Nell’estate 98, dopo una sola stagione, lascia Bologna e torna a Milano, stavolta all’Inter. Con la 10 sulle spalle! Due campionati nerazzurri, tormentati da molti infortuni (specie quello di Ronaldo il Fenomeno) e dai troppi cambi di panchina (Simoni, Lucescu, Hodgson, Castellini, Lippi). Baggio non riesce a dare il massimo, ma rimangono impressi nella memoria dei bauscia i due gol in Champions league al Real Madrid campione d’Europa. Poi, altre buone gare, altri gol, altre panchine, altri problemi con l’allenatore, Marcello Lippi (tanto per cambiare).

Nell’estate 2000 il presidente del Brescia, Corioni, lo convince ad accettare la sua proposta. Baggio incontra Carlo Mazzone, con cui instaura un bellissimo rapporto. Tre stagioni bellissime, il giusto epilogo del 10 più 10 di tutti (anche a Brescia saldamente sulle sue spalle). In quel Brescia giocano Luca Toni, Gigi Di Biagio, Andrea Pirlo e Pep Guardiola. Arrivano tanti gol e grandi prestazioni: una vera rinascita. Sogna il mondiale in Corea e Giappone, il ct è Trapattoni, lui ci crede. Ma la dea sbendata si prende la sua beffarda rivincita: cede il ginocchio sinistro. La riabilitazione è da record, ritorna in campo dopo 76 giorni, in tempo per segnare tre gol nelle ultime tre partite. Ma Trapattoni non lo convoca. La delusione è grande, lui però decide di andare ancora avanti, perché il divin codino alla fine, sulla Dea sbendata, dovrà avere la meglio. E’ così è.
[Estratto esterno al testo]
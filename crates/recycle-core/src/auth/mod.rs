//! Authentication module for credentials and the persisted session.
//!
//! This module provides:
//! - `Credentials`: the login form pair and its local validation
//! - `Session`: the session token under a fixed storage key
//! - `KeyValueStore`: file, OS keychain and in-memory storage backends

pub mod credentials;
pub mod session;
pub mod store;

pub use credentials::{is_valid_email, Credentials, ValidationError};
pub use session::{Session, AUTH_TOKEN_KEY};
pub use store::{FileStore, KeyValueStore, KeyringStore, MemoryStore};
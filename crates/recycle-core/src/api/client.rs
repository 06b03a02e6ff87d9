//! API client for the recycle backend.
//!
//! The backend exposes a single unauthenticated endpoint used here:
//! `POST /login` with a JSON `{ email, password }` body, answering with a
//! JSON object that carries the session `token`.

use std::time::Duration;

use anyhow::{Context, Result};
use reqwest::{header, Client};
use serde::{Deserialize, Serialize};
use tracing::debug;

use crate::auth::Credentials;

use super::ApiError;

// ============================================================================
// Constants
// ============================================================================

/// Production backend base URL
pub const DEFAULT_API_BASE_URL: &str = "https://waste-recycle-app-backend.onrender.com";

/// Path of the login endpoint, relative to the base URL
const LOGIN_PATH: &str = "/login";

/// HTTP request timeout in seconds.
/// The backend runs on a host that cold-starts, so keep this generous.
const REQUEST_TIMEOUT_SECS: u64 = 30;

#[derive(Debug, Serialize)]
struct LoginRequest<'a> {
    email: String,
    password: &'a str,
}

#[derive(Debug, Deserialize)]
struct LoginResponse {
    #[serde(default)]
    token: Option<String>,
}

/// API client for the recycle backend.
/// Clone is cheap - reqwest::Client uses Arc internally for connection pooling.
#[derive(Clone, Debug)]
pub struct ApiClient {
    client: Client,
    base_url: String,
}

impl ApiClient {
    /// Create a client pointed at the production backend
    pub fn new() -> Result<Self> {
        Self::with_base_url(DEFAULT_API_BASE_URL)
    }

    /// Create a client pointed at another backend (staging, mock server)
    pub fn with_base_url(base_url: &str) -> Result<Self> {
        Self::with_base_url_and_timeout(base_url, Duration::from_secs(REQUEST_TIMEOUT_SECS))
    }

    /// Like [`ApiClient::with_base_url`], with a custom per-request timeout
    pub fn with_base_url_and_timeout(base_url: &str, timeout: Duration) -> Result<Self> {
        let client = Client::builder()
            .timeout(timeout)
            .build()
            .context("Failed to build HTTP client")?;

        Ok(Self {
            client,
            base_url: base_url.trim_end_matches('/').to_string(),
        })
    }

    pub fn base_url(&self) -> &str {
        &self.base_url
    }

    /// Exchange credentials for a session token.
    ///
    /// The email is sent lowercased; the password is sent as typed.
    pub async fn login(&self, credentials: &Credentials) -> Result<String> {
        let url = format!("{}{}", self.base_url, LOGIN_PATH);
        let body = LoginRequest {
            email: credentials.normalized_email(),
            password: &credentials.password,
        };

        debug!(url = %url, email = %body.email, "Sending login request");

        let response = self
            .client
            .post(&url)
            .header(header::ACCEPT, "application/json")
            .json(&body)
            .send()
            .await
            .map_err(ApiError::from)
            .context("Failed to send login request")?;

        let response = Self::check_response(response).await?;

        let parsed: LoginResponse = response
            .json()
            .await
            .map_err(ApiError::from)
            .context("Failed to parse login response")?;

        match parsed.token {
            Some(token) if !token.is_empty() => Ok(token),
            _ => Err(ApiError::InvalidResponse("login response has no token".to_string()).into()),
        }
    }

    /// Check if response is successful, returning an error with body if not.
    async fn check_response(response: reqwest::Response) -> Result<reqwest::Response> {
        if response.status().is_success() {
            Ok(response)
        } else {
            let status = response.status();
            let body = response.text().await.unwrap_or_default();
            Err(ApiError::from_status(status, &body).into())
        }
    }
}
Gioca altri due anni, taglia il traguardo dei 200 gol (poi saranno 205).

Il suo vero score è comunque un altro: tra club, nazionale maggiore, nazionale giovanile e FIFA World Stars, Baggio ha giocato globalmente 706 partite segnando 323 reti, una media cioè di 0,46 gol a partita.

Il 28 aprile del 2004, lo stesso Trapattoni lo convoca per l'ultima volta in nazionale, in occasione di una partita amichevole contro la Spagna: per il trentasettenne Baggio si tratta di una convocazione-tributo, cose che si riservano solo ai grandissimi. Nel secondo tempo, dopo l'uscita dal campo di Fabio Cannavaro, indossa la fascia da capitano e riceve una standing ovation dal pubblico quando viene sostituito negli ultimi minuti da Fabrizio Miccoli. In nazionale totalizza in tutto 56 presenze e 27 reti.

Nel 2005 gli nasce il terzo figlio, Leonardo.

Il 4 agosto 2010 viene ufficializzata la sua nomina a Presidente del Settore tecnico della Federazione. Carica che lascia 3 anni dopo. Perché? Non ci tengo alle poltrone. Il mio programma di 900 pagine, presentato a novembre 2011, è rimasto lettera morta, e ne traggo le conseguenze.

Molto impegnato nel sociale, è stato anche ambasciatore della Fao… un altro colpo da vero numero 10 (della vita).

Chiudo come ho aperto, con una citazione:
Mi ricorda Peppìn Meazza: non credo si possa fare elogio più alto di un giovane attaccante al giorno d'oggi! Firmato Gianni Brera.